Stored data
☆ ☆ ☆ ☆ ☆ ☆ ☆

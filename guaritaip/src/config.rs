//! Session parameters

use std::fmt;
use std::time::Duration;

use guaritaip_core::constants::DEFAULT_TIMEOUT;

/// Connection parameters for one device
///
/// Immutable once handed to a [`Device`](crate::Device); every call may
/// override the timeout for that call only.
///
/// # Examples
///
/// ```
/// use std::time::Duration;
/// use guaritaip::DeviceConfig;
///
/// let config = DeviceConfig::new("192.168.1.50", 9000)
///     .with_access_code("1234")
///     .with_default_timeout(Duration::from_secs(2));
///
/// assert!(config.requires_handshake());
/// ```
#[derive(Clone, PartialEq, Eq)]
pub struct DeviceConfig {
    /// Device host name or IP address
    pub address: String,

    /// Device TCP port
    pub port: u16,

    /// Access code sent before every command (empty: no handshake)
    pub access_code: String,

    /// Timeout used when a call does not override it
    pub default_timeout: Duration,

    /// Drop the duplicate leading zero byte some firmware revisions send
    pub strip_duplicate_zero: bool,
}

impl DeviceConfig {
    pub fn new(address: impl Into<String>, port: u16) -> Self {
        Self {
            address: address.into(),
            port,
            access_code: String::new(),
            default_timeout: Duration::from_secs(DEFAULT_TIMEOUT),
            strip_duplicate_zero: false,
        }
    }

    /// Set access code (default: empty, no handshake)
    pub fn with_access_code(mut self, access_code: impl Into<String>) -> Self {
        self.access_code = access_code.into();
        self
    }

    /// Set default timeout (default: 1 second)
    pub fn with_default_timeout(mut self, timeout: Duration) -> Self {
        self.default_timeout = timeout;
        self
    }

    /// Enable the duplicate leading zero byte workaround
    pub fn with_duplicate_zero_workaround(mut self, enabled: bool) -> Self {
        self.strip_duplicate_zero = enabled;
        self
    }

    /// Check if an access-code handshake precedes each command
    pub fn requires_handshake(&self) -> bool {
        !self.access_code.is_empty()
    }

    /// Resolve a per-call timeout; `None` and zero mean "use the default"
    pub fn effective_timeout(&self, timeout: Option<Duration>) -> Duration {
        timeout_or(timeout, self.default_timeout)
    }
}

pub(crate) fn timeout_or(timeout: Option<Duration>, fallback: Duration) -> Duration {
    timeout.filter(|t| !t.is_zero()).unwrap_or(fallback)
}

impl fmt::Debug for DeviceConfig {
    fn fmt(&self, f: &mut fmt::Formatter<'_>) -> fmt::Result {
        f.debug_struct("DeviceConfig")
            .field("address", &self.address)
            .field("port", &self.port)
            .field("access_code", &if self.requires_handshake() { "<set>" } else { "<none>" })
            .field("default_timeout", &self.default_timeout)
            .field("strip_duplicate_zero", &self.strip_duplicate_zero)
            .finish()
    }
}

☆ ☆ ☆ ☆ ☆ ☆ ☆

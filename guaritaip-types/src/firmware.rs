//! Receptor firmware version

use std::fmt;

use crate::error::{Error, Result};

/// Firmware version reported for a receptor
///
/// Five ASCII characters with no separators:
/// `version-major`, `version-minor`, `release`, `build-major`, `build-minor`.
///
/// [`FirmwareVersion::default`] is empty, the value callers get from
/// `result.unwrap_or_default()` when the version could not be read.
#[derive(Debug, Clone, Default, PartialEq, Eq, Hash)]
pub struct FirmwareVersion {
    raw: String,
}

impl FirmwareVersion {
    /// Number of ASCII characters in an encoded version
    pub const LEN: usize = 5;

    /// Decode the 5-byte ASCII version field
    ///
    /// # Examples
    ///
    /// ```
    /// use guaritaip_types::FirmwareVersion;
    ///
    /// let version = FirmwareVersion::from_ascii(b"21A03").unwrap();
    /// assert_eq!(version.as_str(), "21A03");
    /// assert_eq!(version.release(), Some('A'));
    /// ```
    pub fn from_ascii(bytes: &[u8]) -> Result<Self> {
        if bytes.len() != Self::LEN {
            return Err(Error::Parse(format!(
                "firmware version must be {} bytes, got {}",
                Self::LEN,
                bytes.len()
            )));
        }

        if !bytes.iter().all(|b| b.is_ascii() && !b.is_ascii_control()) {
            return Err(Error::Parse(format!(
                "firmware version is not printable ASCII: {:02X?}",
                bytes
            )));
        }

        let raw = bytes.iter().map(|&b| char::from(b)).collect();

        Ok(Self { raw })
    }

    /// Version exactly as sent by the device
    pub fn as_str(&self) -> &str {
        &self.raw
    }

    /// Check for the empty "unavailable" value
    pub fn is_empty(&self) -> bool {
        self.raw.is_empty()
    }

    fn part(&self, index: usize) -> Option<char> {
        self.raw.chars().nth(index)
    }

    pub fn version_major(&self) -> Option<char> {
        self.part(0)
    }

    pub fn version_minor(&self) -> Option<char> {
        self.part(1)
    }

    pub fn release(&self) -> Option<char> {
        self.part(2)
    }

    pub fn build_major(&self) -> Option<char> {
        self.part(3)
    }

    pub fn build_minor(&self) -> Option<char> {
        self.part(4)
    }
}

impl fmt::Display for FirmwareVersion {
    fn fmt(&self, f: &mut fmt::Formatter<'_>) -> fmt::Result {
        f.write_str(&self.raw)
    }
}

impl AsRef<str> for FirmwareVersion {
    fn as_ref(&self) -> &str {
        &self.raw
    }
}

☆ ☆ ☆ ☆ ☆ ☆ ☆

WHAT IS NEEDED>
Retype the records above, but only those lines that fall between the line containing "that call only." and the line containing "precedes each command", with both of those lines included, exactly as written.

SOLUTION TO THE EXERCISE>
/// override the timeout for that call only.
///
/// # Examples
///
/// ```
/// use std::time::Duration;
/// use guaritaip::DeviceConfig;
///
/// let config = DeviceConfig::new("192.168.1.50", 9000)
///     .with_access_code("1234")
///     .with_default_timeout(Duration::from_secs(2));
///
/// assert!(config.requires_handshake());
/// ```
#[derive(Clone, PartialEq, Eq)]
pub struct DeviceConfig {
    /// Device host name or IP address
    pub address: String,

    /// Device TCP port
    pub port: u16,

    /// Access code sent before every command (empty: no handshake)
    pub access_code: String,

    /// Timeout used when a call does not override it
    pub default_timeout: Duration,

    /// Drop the duplicate leading zero byte some firmware revisions send
    pub strip_duplicate_zero: bool,
}

impl DeviceConfig {
    pub fn new(address: impl Into<String>, port: u16) -> Self {
        Self {
            address: address.into(),
            port,
            access_code: String::new(),
            default_timeout: Duration::from_secs(DEFAULT_TIMEOUT),
            strip_duplicate_zero: false,
        }
    }

    /// Set access code (default: empty, no handshake)
    pub fn with_access_code(mut self, access_code: impl Into<String>) -> Self {
        self.access_code = access_code.into();
        self
    }

    /// Set default timeout (default: 1 second)
    pub fn with_default_timeout(mut self, timeout: Duration) -> Self {
        self.default_timeout = timeout;
        self
    }

    /// Enable the duplicate leading zero byte workaround
    pub fn with_duplicate_zero_workaround(mut self, enabled: bool) -> Self {
        self.strip_duplicate_zero = enabled;
        self
    }

    /// Check if an access-code handshake precedes each command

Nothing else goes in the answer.